Salvador voltou a cumprir um papel que conhece bem: o de ponto de encontro entre memória, cultura e identidade brasileira. Nos primeiros dias de 2026, Raí, ex-jogador da Seleção Brasileira e um dos nomes mais respeitados da história do futebol nacional, escolheu a capital baiana para aproveitar o período de férias.
Reconhecido por sua postura crítica, engajamento social e visão humanista do esporte, o ex-camisa 10 sempre associou o futebol a valores como educação, cultura e transformação social. Não por acaso, seus passos por Salvador passam por territórios onde arte, literatura e memória ocupam lugar central.

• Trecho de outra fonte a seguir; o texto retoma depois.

/// Direction a track scrolls along its axis
#[derive(Debug, Clone, Copy, PartialEq, Eq)]
pub enum ScrollDirection {
    /// Offset grows toward the threshold, wraps back to zero
    Forward,
    /// Offset shrinks toward zero, wraps back to the threshold
    Reverse,
}

/// Per-track scroll state advanced once per animation tick
///
/// The wrap threshold is the rendered extent of one non-duplicated copy of
/// the track (half of the doubled content), measured by the render surface
/// in cells. While the threshold is zero the track has nothing to loop over
/// and ticks are no-ops.
#[derive(Debug, Clone)]
pub struct ScrollState {
    offset: f64,
    speed: f64,
    threshold: f64,
    direction: ScrollDirection,
    paused_pointer: bool,
    paused_toggle: bool,
}

impl ScrollState {
    pub fn new(speed: f64, direction: ScrollDirection) -> Self {
        Self {
            offset: 0.0,
            speed,
            threshold: 0.0,
            direction,
            paused_pointer: false,
            paused_toggle: false,
        }
    }

    /// Current offset along the scroll axis, in cells
    #[inline]
    pub fn offset(&self) -> f64 {
        self.offset
    }

    /// Offset truncated to whole cells for rendering
    #[inline]
    pub fn offset_cells(&self) -> usize {
        self.offset.max(0.0) as usize
    }

    pub fn threshold(&self) -> f64 {
        self.threshold
    }

    pub fn direction(&self) -> ScrollDirection {
        self.direction
    }

    /// Whether the loop is running at all (zero extent means no animation)
    #[inline]
    pub fn is_running(&self) -> bool {
        self.threshold > 0.0
    }

    /// Paused while either pause source is set
    ///
    /// Pointer hover and the click/key toggle are independent sources
    /// combined with OR; releasing one never clears the other.
    #[inline]
    pub fn is_paused(&self) -> bool {
        self.paused_pointer || self.paused_toggle
    }

    pub fn set_pointer_pause(&mut self, paused: bool) {
        self.paused_pointer = paused;
    }

    pub fn toggle_pause(&mut self) {
        self.paused_toggle = !self.paused_toggle;
    }

    /// Set the wrap threshold after (re)measuring the track extent
    ///
    /// Called on initial layout, after an incremental append, and when the
    /// scroll axis changes. An offset left outside the new loop is pulled
    /// back inside it.
    pub fn set_threshold(&mut self, threshold: f64) {
        self.threshold = threshold.max(0.0);
        if self.threshold == 0.0 {
            self.offset = 0.0;
        } else if self.offset >= self.threshold {
            self.offset %= self.threshold;
        }
    }

    /// Advance one animation frame
    ///
    /// O(1): pure arithmetic, no allocation. Paused or non-running states
    /// leave the offset untouched; the caller keeps ticking regardless, so
    /// resuming needs no re-arming.
    pub fn tick(&mut self) {
        if !self.is_running() || self.is_paused() {
            return;
        }

        match self.direction {
            ScrollDirection::Forward => {
                self.offset += self.speed;
                if self.offset >= self.threshold {
                    self.offset = 0.0;
                }
            }
            ScrollDirection::Reverse => {
                self.offset -= self.speed;
                if self.offset <= 0.0 {
                    self.offset = self.threshold;
                }
            }
        }
    }

    /// Reset to the direction's starting boundary
    pub fn reset(&mut self) {
        self.offset = match self.direction {
            ScrollDirection::Forward => 0.0,
            ScrollDirection::Reverse => self.threshold,
        };
    }
}

#[cfg(test)]
mod tests {
    use super::*;

    #[test]
    fn test_forward_wraps_to_zero() {
        let mut state = ScrollState::new(3.0, ScrollDirection::Forward);
        state.set_threshold(10.0);

        state.tick();
        state.tick();
        state.tick();
        assert_eq!(state.offset(), 9.0);

        state.tick(); // 12 >= 10, wraps
        assert_eq!(state.offset(), 0.0);
    }

    #[test]
    fn test_forward_offset_stays_inside_loop() {
        let mut state = ScrollState::new(0.7, ScrollDirection::Forward);
        state.set_threshold(5.0);

        for _ in 0..1000 {
            state.tick();
            assert!(state.offset() >= 0.0);
            assert!(state.offset() < state.threshold());
        }
    }

    #[test]
    fn test_reverse_wraps_to_threshold() {
        let mut state = ScrollState::new(1.0, ScrollDirection::Reverse);
        state.set_threshold(4.0);

        state.tick(); // 0 - 1 <= 0, wraps to threshold
        assert_eq!(state.offset(), 4.0);

        state.tick();
        assert_eq!(state.offset(), 3.0);

        for _ in 0..1000 {
            state.tick();
            assert!(state.offset() > 0.0);
            assert!(state.offset() <= state.threshold());
        }
    }

    #[test]
    fn test_paused_never_moves() {
        let mut state = ScrollState::new(2.0, ScrollDirection::Forward);
        state.set_threshold(100.0);
        state.tick();
        let at_pause = state.offset();

        state.set_pointer_pause(true);
        for _ in 0..50 {
            state.tick();
        }
        assert_eq!(state.offset(), at_pause);

        state.set_pointer_pause(false);
        state.tick();
        assert!(state.offset() > at_pause);
    }

    #[test]
    fn test_pause_sources_compose_with_or() {
        let mut state = ScrollState::new(1.0, ScrollDirection::Forward);
        state.set_threshold(100.0);

        state.set_pointer_pause(true);
        state.toggle_pause();
        assert!(state.is_paused());

        // Leaving hover while the toggle is still set keeps it paused
        state.set_pointer_pause(false);
        assert!(state.is_paused());

        state.toggle_pause();
        assert!(!state.is_paused());
    }

    #[test]
    fn test_zero_threshold_never_moves() {
        let mut state = ScrollState::new(5.0, ScrollDirection::Forward);
        assert!(!state.is_running());

        for _ in 0..100 {
            state.tick();
        }
        assert_eq!(state.offset(), 0.0);
    }

    #[test]
    fn test_threshold_shrink_reclamps_offset() {
        let mut state = ScrollState::new(1.0, ScrollDirection::Forward);
        state.set_threshold(50.0);
        for _ in 0..30 {
            state.tick();
        }
        assert_eq!(state.offset(), 30.0);

        state.set_threshold(8.0);
        assert!(state.offset() < 8.0);
    }

    #[test]
    fn test_threshold_growth_after_append_keeps_offset() {
        let mut state = ScrollState::new(1.0, ScrollDirection::Forward);
        state.set_threshold(10.0);
        for _ in 0..7 {
            state.tick();
        }

        // More items arrived, extent grew
        state.set_threshold(25.0);
        assert_eq!(state.offset(), 7.0);
    }

    #[test]
    fn test_reset_to_direction_boundary() {
        let mut forward = ScrollState::new(1.0, ScrollDirection::Forward);
        forward.set_threshold(10.0);
        forward.tick();
        forward.reset();
        assert_eq!(forward.offset(), 0.0);

        let mut reverse = ScrollState::new(1.0, ScrollDirection::Reverse);
        reverse.set_threshold(10.0);
        reverse.reset();
        assert_eq!(reverse.offset(), 10.0);
    }
}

O roteiro incluiu passagens por lugares simbólicos da cidade, como o Pelourinho, a Fundação Casa de Jorge Amado, o Farol da Barra e a Casa do Rio Vermelho. Não por acaso, são espaços que ajudam a contar a história de Salvador e a formação cultural do Brasil.
Em um momento em que ídolos do esporte frequentemente aparecem ligados apenas ao entretenimento ou ao mercado, a escolha de Raí por espaços de forte simbolismo cultural reforça uma narrativa diferente: a do atleta que entende o futebol como parte de um contexto social mais amplo.